“One night in April 2022”, begins Hayley Gullen’s memoir, “PAIN PAIN PAIN. [thought bubble:] That’s weird… Wrong time of the month and only one boob. Oh. It’s stopped. [Yawn] I’ll check it in the morning.”
The pictures show Hayley and her partner Dan lying blissfully asleep with little smiles on their faces; then “PAIN PAIN PAIN” radiating from Hayley’s side of the bed, surrounded by lightning-strikes, and her eyes popping open in alarm; then, when the pain stops, the two of them lying blissfully asleep, smiling again.
The tone of the whole book is established in that first page: the simple, ideogram-style drawings which dramatise what’s going on; the exaggerated facial expressions which tell us how the characters are reacting; the frankness and specificness of the language (“Wrong time of the month and only one boob”); and the humorous approach, which engages us immediately and carries us through the whole story.
This is a book about one woman’s experience of breast cancer, but you don’t need any personal experience of cancer to get something from it. It goes into detail about breast cancer treatment: the scans, the drugs, the blood tests; chemotherapy, radiotherapy and their side-effects; exhaustion, hair-loss, toenail-loss, mouth-ulcers, loss of appetite, etc. etc. But on top of this it’s got lots of wise things to say about coping with traumatic life-changes, and lots of insight into the workings of the NHS.
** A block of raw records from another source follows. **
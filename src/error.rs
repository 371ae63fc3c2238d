use thiserror::Error;

/// Failure of a single fetch or derivation step. The job logs these and
/// carries on with an empty sentence in place of the missing value.
#[derive(Debug, Error)]
pub enum FetchError {
    /// A required key is not configured
    #[error("{0}")]
    Config(String),

    /// Malformed date or response body
    #[error("Parse error: {0}")]
    Parse(String),

    /// Non-2xx response from the API
    #[error("API returned status {status}: {body}")]
    Http { status: u16, body: String },

    /// The API answered but had nothing in it
    #[error("{0}")]
    EmptyResult(String),

    /// Network-level failure while fetching. The notifier reports its own
    /// network failures as `anyhow` errors with send context instead.
    #[error("Request failed: {0}")]
    Transport(String),
}

impl From<reqwest::Error> for FetchError {
    fn from(err: reqwest::Error) -> Self {
        FetchError::Transport(err.to_string())
    }
}

impl From<serde_json::Error> for FetchError {
    fn from(err: serde_json::Error) -> Self {
        FetchError::Parse(format!("error decoding JSON: {}", err))
    }
}

impl From<chrono::ParseError> for FetchError {
    fn from(err: chrono::ParseError) -> Self {
        FetchError::Parse(format!("error parsing date: {}", err))
    }
}

/// Reads the body of a non-success response into an `Http` error.
pub async fn http_error(response: reqwest::Response) -> FetchError {
    let status = response.status().as_u16();
    let body = response.text().await.unwrap_or_default();
    FetchError::Http { status, body }
}
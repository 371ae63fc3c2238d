use serde::Deserialize;
use tracing::debug;

use crate::config::QuoteConfig;
use crate::error::{http_error, FetchError};

#[derive(Debug, Clone, PartialEq, Deserialize)]
pub struct Quote {
    pub quote: String,
    pub author: String,
}

/// `Author once said: "Quote"`
pub fn format_quote(quote: &Quote) -> String {
    format!("{} once said: \"{}\"", quote.author, quote.quote)
}

/// Client for the API Ninjas quotes endpoint
pub struct QuoteClient {
    client: reqwest::Client,
    config: QuoteConfig,
}

impl QuoteClient {
    pub fn new(client: reqwest::Client, config: QuoteConfig) -> Self {
        Self { client, config }
    }

    /// Fetches one quote and formats it with its attribution.
    pub async fn fetch(&self) -> Result<String, FetchError> {
        if self.config.api_key.is_empty() {
            return Err(FetchError::Config(
                "quote API key not configured".to_string(),
            ));
        }

        let url = format!("{}/quotes", self.config.effective_base_url());
        debug!("Requesting quote: {}", url);

        let response = self
            .client
            .get(&url)
            .header("X-Api-Key", &self.config.api_key)
            .header("Accept", "application/json")
            .send()
            .await?;

        if !response.status().is_success() {
            return Err(http_error(response).await);
        }

        let body = response.text().await?;
        let quotes: Vec<Quote> = serde_json::from_str(&body)?;

        // Only the first quote is used; the API may return more.
        quotes
            .first()
            .map(format_quote)
            .ok_or_else(|| FetchError::EmptyResult("no quotes received".to_string()))
    }
}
“I’ve heard becoming a parent being likened to falling through a trap door,” comments Gullen. “Once you’re in, there’s no going back”. Cancer, she says, is another trap door. To illustrate this she divides a page into horizontal panels linked by trap doors. The women in the top panel are young, smiling, having fun; in the middle (through the parenthood trapdoor) they’re heavily pregnant but still smiling; in the bottom (through the cancer trapdoor) they’re bald, intubated, and they look chastened. The different layers represent different stages of adulthood, but also deepening degrees of grimness, an abbreviated journey from innocence to experience. “But I chose parenthood”, remarks Hayley ruefully. “I didn’t choose this.”
It’s a page which demonstrates how inventive she can be in her layouts, but also how she uses this inventiveness to convey complex ideas. The humour is ever-present; the drawings are always sprightly and quirky; but there’s some serious stuff going on here at the same time.
She’s disarmingly frank throughout the book. Probably the best example of this is her discussion of sex during chemotherapy. She fancies a bit of “light BDSM” – being tied up during sex – but she’s worried about cutting off the circulation to her hands. A sex podcaster suggests trying a straitjacket, but she doesn’t like the idea. In the end she buys herself a pair of custom-made leather cuffs: “Best £50 I ever spent.”
She also shows us what it’s like to be on the receiving end of NHS treatment. She’s clearly grateful for the care she received, and she developed close personal relationships with several of the clinicians, but at the same time she’s always conscious of a pressure to make the patient fit the system, rather than the system trying to accommodate the patient. This is a theme which recurs throughout the book.
Things come to a head when the main part of her treatment is complete, but she’s still receiving a comparatively innocuous type of chemotherapy (Kadcyla). Hayley gets an infection in her picc line, and ends up in A&E. Suddenly the structured first-name-terms environment of her “usual” treatment is gone, and she’s just another punter, bewildered and isolated, experiencing the chaotic nature of emergency care – long waits, different medics saying different things, attempts to fob you off with an appointment in several days’ time… In the end she feels obliged to make a complaint, which leads to soul-searching on both sides.
It’s a common experience of cancer patients that while they are undergoing treatment they feel oddly secure, because however punishing the experience may be, it’s also very structured and supportive. Often the patient’s coping mechanism is to shelve any attempt to deal with the emotional fallout of the diagnosis, and focus on just getting from one stage to the next: but then, when your treatment comes to an end, there can be a real sense of abandonment, plus a huge bundle of unresolved issues. Gullen deals with this aspect of her journey in some depth – she shows a cartoon version of Hokusai’s big wave hanging over her head, threatening to overwhelm her, but describes how she gradually manages to drain it away with the help of a psychologist.
She also processes her cancer experiences through her Quaker faith, and the belief Quakers have that anyone can speak up and give voice to the truth inside themselves – what they call “Ministry”. Throughout Gullen’s journey, she is acutely aware that the medical system has a tendency to reduce her to a diagnosis, whereas she wants to be a person. Being funny about her experiences, and translating them into little cartoon drawings, is one of the ways in which she attempts to assert her individuality, and eventually this leads to the birth of This May Surprise You. “This is my ministry,” she says right at the end of the book.
Does she mean creating comic books, or telling us about her cancer? I think she means both.